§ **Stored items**

____

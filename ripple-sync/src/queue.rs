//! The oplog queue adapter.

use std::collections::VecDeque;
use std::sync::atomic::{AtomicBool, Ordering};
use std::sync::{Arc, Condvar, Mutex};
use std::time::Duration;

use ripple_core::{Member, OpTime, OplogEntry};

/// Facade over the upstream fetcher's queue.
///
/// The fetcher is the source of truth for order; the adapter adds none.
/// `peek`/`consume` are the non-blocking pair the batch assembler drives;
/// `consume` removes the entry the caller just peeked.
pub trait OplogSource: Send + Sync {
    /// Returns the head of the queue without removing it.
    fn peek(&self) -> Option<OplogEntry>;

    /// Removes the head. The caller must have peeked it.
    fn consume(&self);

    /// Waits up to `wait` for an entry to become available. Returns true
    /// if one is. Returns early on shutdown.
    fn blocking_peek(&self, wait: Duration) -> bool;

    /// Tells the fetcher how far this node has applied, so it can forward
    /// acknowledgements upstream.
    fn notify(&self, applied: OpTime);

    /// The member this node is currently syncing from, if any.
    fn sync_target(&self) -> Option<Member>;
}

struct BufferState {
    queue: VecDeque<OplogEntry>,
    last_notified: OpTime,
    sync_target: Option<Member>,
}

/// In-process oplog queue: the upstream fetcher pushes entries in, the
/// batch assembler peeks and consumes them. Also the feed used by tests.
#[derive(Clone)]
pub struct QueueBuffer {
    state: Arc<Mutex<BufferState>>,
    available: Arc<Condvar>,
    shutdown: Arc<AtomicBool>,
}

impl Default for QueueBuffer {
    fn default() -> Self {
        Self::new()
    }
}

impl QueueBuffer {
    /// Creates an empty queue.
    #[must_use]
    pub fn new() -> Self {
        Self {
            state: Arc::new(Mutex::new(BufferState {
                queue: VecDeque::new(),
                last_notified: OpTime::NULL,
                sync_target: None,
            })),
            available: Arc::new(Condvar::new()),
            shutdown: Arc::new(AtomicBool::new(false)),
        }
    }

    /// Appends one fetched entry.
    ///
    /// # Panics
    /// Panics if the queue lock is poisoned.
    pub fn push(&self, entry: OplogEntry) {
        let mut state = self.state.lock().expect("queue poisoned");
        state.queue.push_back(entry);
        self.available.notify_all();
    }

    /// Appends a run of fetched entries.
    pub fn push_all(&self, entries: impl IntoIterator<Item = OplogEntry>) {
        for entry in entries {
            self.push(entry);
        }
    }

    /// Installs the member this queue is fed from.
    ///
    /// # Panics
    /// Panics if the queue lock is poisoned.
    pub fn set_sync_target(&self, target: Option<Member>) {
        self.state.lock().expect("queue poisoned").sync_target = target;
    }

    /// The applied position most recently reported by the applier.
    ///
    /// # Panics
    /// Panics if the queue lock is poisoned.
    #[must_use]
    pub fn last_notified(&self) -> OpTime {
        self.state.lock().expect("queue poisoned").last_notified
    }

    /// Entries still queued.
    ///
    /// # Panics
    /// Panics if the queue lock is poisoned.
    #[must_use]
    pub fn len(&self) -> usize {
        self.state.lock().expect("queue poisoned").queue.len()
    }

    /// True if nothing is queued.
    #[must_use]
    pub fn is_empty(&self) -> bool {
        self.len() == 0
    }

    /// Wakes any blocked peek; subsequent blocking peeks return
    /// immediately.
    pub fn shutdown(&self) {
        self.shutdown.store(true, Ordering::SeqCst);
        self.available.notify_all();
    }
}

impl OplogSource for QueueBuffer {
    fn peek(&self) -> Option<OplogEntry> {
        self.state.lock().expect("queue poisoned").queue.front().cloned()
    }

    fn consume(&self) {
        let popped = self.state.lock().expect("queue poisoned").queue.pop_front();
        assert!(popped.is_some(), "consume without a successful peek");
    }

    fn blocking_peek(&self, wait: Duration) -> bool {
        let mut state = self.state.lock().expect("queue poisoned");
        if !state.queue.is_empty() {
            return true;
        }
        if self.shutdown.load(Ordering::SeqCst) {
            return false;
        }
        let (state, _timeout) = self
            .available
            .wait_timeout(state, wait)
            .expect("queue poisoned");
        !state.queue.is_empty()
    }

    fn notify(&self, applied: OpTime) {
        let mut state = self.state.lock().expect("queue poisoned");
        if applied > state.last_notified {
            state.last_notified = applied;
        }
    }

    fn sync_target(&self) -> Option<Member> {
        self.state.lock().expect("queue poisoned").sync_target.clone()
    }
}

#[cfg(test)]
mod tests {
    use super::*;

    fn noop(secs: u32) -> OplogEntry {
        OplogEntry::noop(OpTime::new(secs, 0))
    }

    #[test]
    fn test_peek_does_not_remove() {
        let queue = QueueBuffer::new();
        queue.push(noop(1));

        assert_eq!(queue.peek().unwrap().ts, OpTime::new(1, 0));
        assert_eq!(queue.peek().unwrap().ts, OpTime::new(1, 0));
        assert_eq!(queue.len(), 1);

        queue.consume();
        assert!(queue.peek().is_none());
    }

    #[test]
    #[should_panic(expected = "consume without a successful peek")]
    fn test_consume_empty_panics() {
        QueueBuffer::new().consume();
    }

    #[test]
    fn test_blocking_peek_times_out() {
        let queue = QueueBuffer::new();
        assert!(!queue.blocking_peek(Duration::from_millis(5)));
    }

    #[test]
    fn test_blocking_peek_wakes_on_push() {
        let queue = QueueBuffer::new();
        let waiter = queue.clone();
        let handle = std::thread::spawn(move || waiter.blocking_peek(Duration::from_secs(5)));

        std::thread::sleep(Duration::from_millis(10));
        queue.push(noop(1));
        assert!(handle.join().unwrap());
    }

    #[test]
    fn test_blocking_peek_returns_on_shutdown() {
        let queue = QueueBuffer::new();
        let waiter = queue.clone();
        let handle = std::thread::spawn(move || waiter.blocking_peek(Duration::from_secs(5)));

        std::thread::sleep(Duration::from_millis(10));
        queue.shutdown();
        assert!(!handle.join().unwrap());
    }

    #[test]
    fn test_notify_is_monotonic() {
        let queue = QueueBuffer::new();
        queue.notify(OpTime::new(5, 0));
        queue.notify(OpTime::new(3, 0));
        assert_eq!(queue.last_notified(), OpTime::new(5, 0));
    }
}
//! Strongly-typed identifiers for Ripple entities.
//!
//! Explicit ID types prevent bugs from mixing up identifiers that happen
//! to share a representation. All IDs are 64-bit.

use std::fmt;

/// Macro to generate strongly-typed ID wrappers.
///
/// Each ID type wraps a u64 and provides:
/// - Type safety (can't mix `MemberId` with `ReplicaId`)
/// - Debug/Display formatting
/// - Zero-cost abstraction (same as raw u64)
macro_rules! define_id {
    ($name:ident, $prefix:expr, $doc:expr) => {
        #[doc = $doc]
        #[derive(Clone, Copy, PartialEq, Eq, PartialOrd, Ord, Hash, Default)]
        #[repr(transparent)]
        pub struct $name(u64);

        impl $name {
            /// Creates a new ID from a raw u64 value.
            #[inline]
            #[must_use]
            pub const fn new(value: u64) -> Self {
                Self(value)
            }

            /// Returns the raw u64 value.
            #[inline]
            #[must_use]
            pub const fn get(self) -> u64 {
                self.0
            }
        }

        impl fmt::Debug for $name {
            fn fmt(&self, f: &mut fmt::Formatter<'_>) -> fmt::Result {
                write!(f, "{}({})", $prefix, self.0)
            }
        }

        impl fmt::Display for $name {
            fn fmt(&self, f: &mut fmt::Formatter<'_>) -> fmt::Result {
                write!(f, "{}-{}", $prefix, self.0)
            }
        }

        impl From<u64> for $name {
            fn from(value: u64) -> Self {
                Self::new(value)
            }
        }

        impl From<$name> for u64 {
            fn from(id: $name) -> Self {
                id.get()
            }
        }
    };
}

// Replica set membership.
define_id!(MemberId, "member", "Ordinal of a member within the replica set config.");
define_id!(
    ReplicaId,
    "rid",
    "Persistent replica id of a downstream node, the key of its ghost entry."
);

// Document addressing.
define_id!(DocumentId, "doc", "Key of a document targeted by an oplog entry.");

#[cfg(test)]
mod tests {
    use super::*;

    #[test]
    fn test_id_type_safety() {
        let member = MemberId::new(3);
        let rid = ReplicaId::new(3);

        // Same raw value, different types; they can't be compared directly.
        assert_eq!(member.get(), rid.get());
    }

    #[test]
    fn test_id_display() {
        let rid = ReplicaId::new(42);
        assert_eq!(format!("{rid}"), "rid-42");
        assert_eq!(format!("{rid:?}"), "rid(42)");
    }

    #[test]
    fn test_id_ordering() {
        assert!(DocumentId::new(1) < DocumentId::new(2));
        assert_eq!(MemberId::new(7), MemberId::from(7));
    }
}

____

§ **EXERCISE BRIEF**
Respond with one number, the count of lines in the data that hold the string "VecDeque".

§ **WRITTEN ANSWER**
3